Since April 1918, the city of Baku had been governed by a Soviet (council) under the leadership of the Bolshevik Stepan Shahumyan. The Baku Sovnarkom or Soviet had been collaborating with the local branch of the Armenian Dashnaktsutiun party to establish control over the city and its surrounding environs but by the beginning of the summer of that year, it found itself under increasing threat by the advancing armies of the Ottoman Empire. The armed forces of the two sides clashed in June and July but the forces loyal to the Baku Soviet were unable to halt the joint Ottoman-Azerbaijani offensive and were forced to retreat. With the Ottomans and Azeris poised to strike Baku and with no promise of material support from Moscow, the Baku Soviet was forced to turn to a British expeditionary force which was stationed in the region under the command of Major General Lionel C. Dunsterville. Although Shahumyan was under orders from Moscow to deny entry to the British, he was overruled by his peers in the Soviet, who formally requested British help in late July. On July 31, Shahumyan and the other Bolshevik members of the Baku Sovnarkom resigned from their posts and control of the city was assumed by the Centro-Caspian Dictatorship.

In August, the Ottoman military, led by the Army of Islam, launched a new assault against the frontline positions, which were primarily manned by Armenians. Despite some initial victories, the Armenians had to retreat. The size of the British expeditionary force had proved ultimately to be too small to make much of an impact in the defense of Baku.
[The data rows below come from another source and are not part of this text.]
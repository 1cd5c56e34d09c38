use crate::Digest;
use bytes::Bytes;
use std::io;
use tokio::io::{AsyncRead, AsyncReadExt};

pub const DEFAULT_CHUNK_SIZE: usize = 4 * 1024 * 1024;

/// Splits a byte stream into fixed-size chunks. Boundaries depend only on
/// length, so an insertion shifts every following chunk.
#[derive(Debug, Clone, Copy)]
pub struct Chunker {
    chunk_size: usize,
}

impl Chunker {
    pub fn new(chunk_size: usize) -> Self {
        Self {
            chunk_size: chunk_size.max(1),
        }
    }

    pub fn chunk_size(&self) -> usize {
        self.chunk_size
    }

    pub fn reader<R: AsyncRead + Unpin>(&self, reader: R) -> ChunkReader<R> {
        ChunkReader {
            reader,
            chunk_size: self.chunk_size,
            offset: 0,
            whole: blake3::Hasher::new(),
            done: false,
        }
    }

    /// Hashes a whole stream without keeping chunk payloads around.
    pub async fn hash_stream<R: AsyncRead + Unpin>(&self, reader: R) -> io::Result<FileDigests> {
        let mut chunks = self.reader(reader);
        let mut list = Vec::new();
        while let Some(chunk) = chunks.next_chunk().await? {
            list.push(ChunkDigest {
                digest: chunk.digest,
                size: chunk.data.len() as u64,
            });
        }
        Ok(FileDigests {
            digest: chunks.finish(),
            chunks: list,
        })
    }
}

impl Default for Chunker {
    fn default() -> Self {
        Self::new(DEFAULT_CHUNK_SIZE)
    }
}

#[derive(Debug, Clone)]
pub struct Chunk {
    pub offset: u64,
    pub digest: Digest,
    pub data: Bytes,
}

#[derive(Debug, Clone, Copy, PartialEq, Eq)]
pub struct ChunkDigest {
    pub digest: Digest,
    pub size: u64,
}

#[derive(Debug, Clone, PartialEq, Eq)]
pub struct FileDigests {
    pub digest: Digest,
    pub chunks: Vec<ChunkDigest>,
}

/// Pull-based chunk iterator over one file's stream.
pub struct ChunkReader<R> {
    reader: R,
    chunk_size: usize,
    offset: u64,
    whole: blake3::Hasher,
    done: bool,
}

impl<R: AsyncRead + Unpin> ChunkReader<R> {
    pub async fn next_chunk(&mut self) -> io::Result<Option<Chunk>> {
        if self.done {
            return Ok(None);
        }

        let mut buffer = vec![0u8; self.chunk_size];
        let mut filled = 0;
        while filled < self.chunk_size {
            let n = self.reader.read(&mut buffer[filled..]).await?;
            if n == 0 {
                self.done = true;
                break;
            }
            filled += n;
        }

        if filled == 0 {
            return Ok(None);
        }
        buffer.truncate(filled);

        self.whole.update(&buffer);
        let chunk = Chunk {
            offset: self.offset,
            digest: Digest::from_data(&buffer),
            data: Bytes::from(buffer),
        };
        self.offset += filled as u64;
        Ok(Some(chunk))
    }

    /// Digest of every byte read so far, in read order.
    pub fn finish(self) -> Digest {
        Digest::from(self.whole.finalize())
    }
}

#[cfg(test)]
mod tests {
    use super::*;
    use std::pin::Pin;
    use std::task::{Context, Poll};
    use tokio::io::ReadBuf;

    #[tokio::test]
    async fn test_fixed_boundaries_with_short_tail() {
        let chunker = Chunker::new(1024);
        let data: Vec<u8> = (0..2500u32).map(|i| (i % 251) as u8).collect();
        let digests = chunker.hash_stream(&data[..]).await.unwrap();

        let sizes: Vec<u64> = digests.chunks.iter().map(|c| c.size).collect();
        assert_eq!(sizes, vec![1024, 1024, 452]);
        assert_eq!(digests.chunks[0].digest, Digest::from_data(&data[..1024]));
        assert_eq!(digests.chunks[2].digest, Digest::from_data(&data[2048..]));
        assert_eq!(digests.digest, Digest::from_data(&data));
    }

    #[tokio::test]
    async fn test_exact_multiple_has_no_empty_tail() {
        let chunker = Chunker::new(100);
        let data = vec![7u8; 300];
        let digests = chunker.hash_stream(&data[..]).await.unwrap();
        assert_eq!(digests.chunks.len(), 3);
        assert!(digests.chunks.iter().all(|c| c.size == 100));
    }

    #[tokio::test]
    async fn test_empty_stream_has_no_chunks() {
        let chunker = Chunker::new(64);
        let digests = chunker.hash_stream(&b""[..]).await.unwrap();
        assert!(digests.chunks.is_empty());
        assert_eq!(digests.digest, Digest::from_data(b""));
    }

    #[tokio::test]
    async fn test_hashing_is_deterministic() {
        let chunker = Chunker::new(333);
        let data: Vec<u8> = (0..10_000u32).map(|i| (i * 31 % 256) as u8).collect();
        let first = chunker.hash_stream(&data[..]).await.unwrap();
        let second = chunker.hash_stream(&data[..]).await.unwrap();
        assert_eq!(first, second);
    }

    #[tokio::test]
    async fn test_insertion_shifts_following_chunks() {
        let chunker = Chunker::new(16);
        let data = (0..64u8).collect::<Vec<_>>();
        let mut shifted = vec![0xff];
        shifted.extend_from_slice(&data);

        let a = chunker.hash_stream(&data[..]).await.unwrap();
        let b = chunker.hash_stream(&shifted[..]).await.unwrap();
        assert!(a.chunks.iter().all(|c| !b.chunks.contains(c)));
    }

    struct FailingReader {
        served: bool,
    }

    impl AsyncRead for FailingReader {
        fn poll_read(
            mut self: Pin<&mut Self>,
            _cx: &mut Context<'_>,
            buf: &mut ReadBuf<'_>,
        ) -> Poll<io::Result<()>> {
            if self.served {
                Poll::Ready(Err(io::Error::other("device went away")))
            } else {
                self.served = true;
                let n = buf.remaining().min(10);
                buf.put_slice(&[1u8; 10][..n]);
                Poll::Ready(Ok(()))
            }
        }
    }

    #[tokio::test]
    async fn test_read_failure_yields_no_digests() {
        let chunker = Chunker::new(4);
        let result = chunker.hash_stream(FailingReader { served: false }).await;
        assert!(result.is_err());
    }
}
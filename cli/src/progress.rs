use indicatif::{ProgressBar, ProgressStyle};
use larder_core::progress::{ProgressSink, ProgressUpdate};

/// Renders task tree updates as one percentage bar.
pub struct BarSink {
    bar: ProgressBar,
}

impl BarSink {
    pub fn new(quiet: bool) -> Self {
        let bar = if quiet {
            ProgressBar::hidden()
        } else {
            ProgressBar::new(100)
        };
        let style = ProgressStyle::default_bar()
            .template("{spinner:.green} [{elapsed_precise}] {bar:40.cyan/blue} {pos:>3}% {msg}")
            .unwrap_or_else(|_| ProgressStyle::default_bar());
        bar.set_style(style);
        Self { bar }
    }

    pub fn finish(&self, message: impl Into<String>) {
        self.bar.finish_with_message(message.into());
    }

    pub fn abandon(&self) {
        self.bar.abandon();
    }
}

impl ProgressSink for BarSink {
    fn report(&self, update: ProgressUpdate<'_>) {
        self.bar.set_position(update.percent.round() as u64);
        self.bar
            .set_message(format!("{} {}/{}", update.task, update.done, update.total));
    }
}
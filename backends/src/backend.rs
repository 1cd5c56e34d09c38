use async_trait::async_trait;
use bytes::Bytes;
use larder_core::Result;

/// Flat object store addressed by `/`-separated relative paths.
#[async_trait]
pub trait Backend: Send + Sync {
    async fn init(&self) -> Result<()>;

    async fn exists(&self, path: &str) -> Result<bool>;

    /// Fails with an `Io` error of kind `NotFound` when absent.
    async fn read(&self, path: &str) -> Result<Bytes>;

    /// Replaces the object as a whole; readers never see a partial write.
    async fn write(&self, path: &str, data: Bytes) -> Result<()>;

    /// Deleting a missing object is not an error.
    async fn delete(&self, path: &str) -> Result<()>;

    /// Every object below `prefix`, recursively.
    async fn list(&self, prefix: &str) -> Result<Vec<String>>;

    async fn stat(&self, path: &str) -> Result<Option<ObjectInfo>>;

    /// Refreshes the modification time; false if the object is missing.
    async fn touch(&self, path: &str) -> Result<bool>;
}

#[derive(Debug, Clone)]
pub struct ObjectInfo {
    pub path: String,
    pub size: u64,
    pub modified: chrono::DateTime<chrono::Utc>,
}
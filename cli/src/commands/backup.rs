use super::{Context, format_bytes};
use crate::progress::BarSink;
use anyhow::{Result, anyhow};
use clap::Args;
use larder_core::pipeline::{BackupRun, LocalFileSource};
use larder_core::scanner::{ScanFilter, Scanner};
use larder_core::store::validate_host;
use std::path::PathBuf;
use tracing::info;

#[derive(Args)]
pub struct BackupCommand {
    #[arg(help = "Host the backup belongs to")]
    host: String,

    #[arg(help = "Directory to back up")]
    root: PathBuf,

    #[arg(long, help = "Include glob (repeatable); added to configured includes")]
    include: Vec<String>,

    #[arg(long, help = "Exclude glob (repeatable); added to configured excludes")]
    exclude: Vec<String>,

    #[arg(long, help = "Chunk size in bytes")]
    chunk_size: Option<usize>,

    #[arg(long, help = "Files hashed concurrently")]
    parallelism: Option<usize>,
}

impl BackupCommand {
    pub async fn run(&self, cli: &crate::Cli) -> Result<()> {
        validate_host(&self.host)?;
        if !self.root.is_dir() {
            return Err(anyhow!("Not a directory: {}", self.root.display()));
        }

        let ctx = Context::open(cli).await?;
        let mut options = ctx.config.backup_options();
        if let Some(chunk_size) = self.chunk_size.filter(|&n| n > 0) {
            options.chunk_size = chunk_size;
        }
        if let Some(parallelism) = self.parallelism.filter(|&n| n > 0) {
            options.parallelism = parallelism;
        }

        let includes: Vec<String> = ctx.config.includes.iter().chain(&self.include).cloned().collect();
        let excludes: Vec<String> = ctx.config.excludes.iter().chain(&self.exclude).cloned().collect();
        let scanner = Scanner::new(&self.root, ScanFilter::new(&includes, &excludes)?);

        info!(host = %self.host, root = %self.root.display(), "Starting backup");
        let bar = BarSink::new(cli.quiet);
        let result = BackupRun::new(&ctx.counter, &ctx.pool, &LocalFileSource, options)
            .with_progress(&bar)
            .run(&self.host, scanner)
            .await;
        let info = match result {
            Ok(info) => {
                bar.finish("done");
                info
            }
            Err(e) => {
                bar.abandon();
                return Err(e.into());
            }
        };

        println!("✅ Backup {}/{} complete", info.host, info.number);
        println!("📁 Files: {} ({} reused)", info.stats.files, info.stats.reused_files);
        println!("💾 Size: {}", format_bytes(info.stats.bytes));
        println!(
            "🧩 New chunks: {} ({} stored)",
            info.stats.new_chunks,
            format_bytes(info.stats.new_stored_bytes)
        );
        println!("📝 Journal entries: {}", info.stats.journal_entries);
        if info.degraded {
            println!("⚠️  Degraded: {} files could not be read", info.failed_files.len());
            for path in &info.failed_files {
                println!("    {}", path);
            }
        }
        Ok(())
    }
}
In the first week of September, a joint Ottoman-Azerbaijani force composed of 15,000 men advanced without much resistance toward Baku and by September 13, had reached the suburbs of the city; meanwhile, Baku's Muslim population prepared to welcome the entry of the Ottoman army. The remaining Armenian troops were too ill-prepared to halt the advance and Dunsterville refused to retain his force any longer. On September 14 his force evacuated from Baku and sailed to Enzeli, leaving the city virtually defenseless.

Events of September Days
A terrible panic in Baku ensued once the Turks entered the city. The Armenians crowded the harbor in a frantic effort to escape. Regular Ottoman troops were not allowed to enter the city for two days, so that the local irregulars – bashibozuks – would conduct looting and pillaging. Despite this order, regular Ottoman troops participated alongside the irregulars and the Azeris of Baku in the plundering, who then turned their fury against the city's Armenian population. Calls by the German officers attached to the Ottoman command staff to treat the local population with leniency were ignored by the Ottoman commanders. The man in charge of posts and telegraphs in Baku, one of those who negotiated the surrender of the city and vainly tried to prevent the worst excesses, noted:

On September 16, the Ottoman divisions formally entered the city in a victory parade reviewed by Ottoman High Command. Baku would subsequently be proclaimed as the capital of the newly established Azerbaijani Republic.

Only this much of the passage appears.